▶ [REQUIRED ACTION]: Locate every line in the material below that has the word "FrameEncoder". Copy each of those lines.
((
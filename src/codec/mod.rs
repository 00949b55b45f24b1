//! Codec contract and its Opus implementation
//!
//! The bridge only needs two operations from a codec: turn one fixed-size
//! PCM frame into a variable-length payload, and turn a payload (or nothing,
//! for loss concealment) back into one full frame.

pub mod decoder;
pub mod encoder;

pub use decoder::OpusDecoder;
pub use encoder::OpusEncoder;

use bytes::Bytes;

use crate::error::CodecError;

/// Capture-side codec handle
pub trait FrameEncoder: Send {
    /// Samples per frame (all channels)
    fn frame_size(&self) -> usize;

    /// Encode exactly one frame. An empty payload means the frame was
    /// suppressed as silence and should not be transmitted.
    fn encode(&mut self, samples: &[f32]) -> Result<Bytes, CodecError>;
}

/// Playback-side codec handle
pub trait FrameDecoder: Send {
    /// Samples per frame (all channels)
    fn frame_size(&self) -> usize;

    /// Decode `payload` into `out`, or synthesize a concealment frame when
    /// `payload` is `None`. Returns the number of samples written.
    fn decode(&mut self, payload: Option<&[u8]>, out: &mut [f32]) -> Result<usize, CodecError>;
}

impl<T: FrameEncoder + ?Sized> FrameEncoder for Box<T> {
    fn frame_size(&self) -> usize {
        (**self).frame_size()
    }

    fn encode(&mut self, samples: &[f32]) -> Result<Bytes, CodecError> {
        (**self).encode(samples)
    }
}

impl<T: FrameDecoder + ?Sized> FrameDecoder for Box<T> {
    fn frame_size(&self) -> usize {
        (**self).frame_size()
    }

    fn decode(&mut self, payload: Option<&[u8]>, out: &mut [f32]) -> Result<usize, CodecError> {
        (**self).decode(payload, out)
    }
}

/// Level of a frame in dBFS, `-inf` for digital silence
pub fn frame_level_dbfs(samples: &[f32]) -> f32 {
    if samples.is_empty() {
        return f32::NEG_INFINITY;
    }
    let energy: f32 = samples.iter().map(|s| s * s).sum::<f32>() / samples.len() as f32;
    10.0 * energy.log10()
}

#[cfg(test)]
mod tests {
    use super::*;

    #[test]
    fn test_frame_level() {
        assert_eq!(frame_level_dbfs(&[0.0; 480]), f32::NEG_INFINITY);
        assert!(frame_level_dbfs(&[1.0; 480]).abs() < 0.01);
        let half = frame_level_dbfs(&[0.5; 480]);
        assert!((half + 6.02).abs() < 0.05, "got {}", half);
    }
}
))
▶ [TASK SOLUTION]:
pub trait FrameEncoder: Send {
impl<T: FrameEncoder + ?Sized> FrameEncoder for Box<T> {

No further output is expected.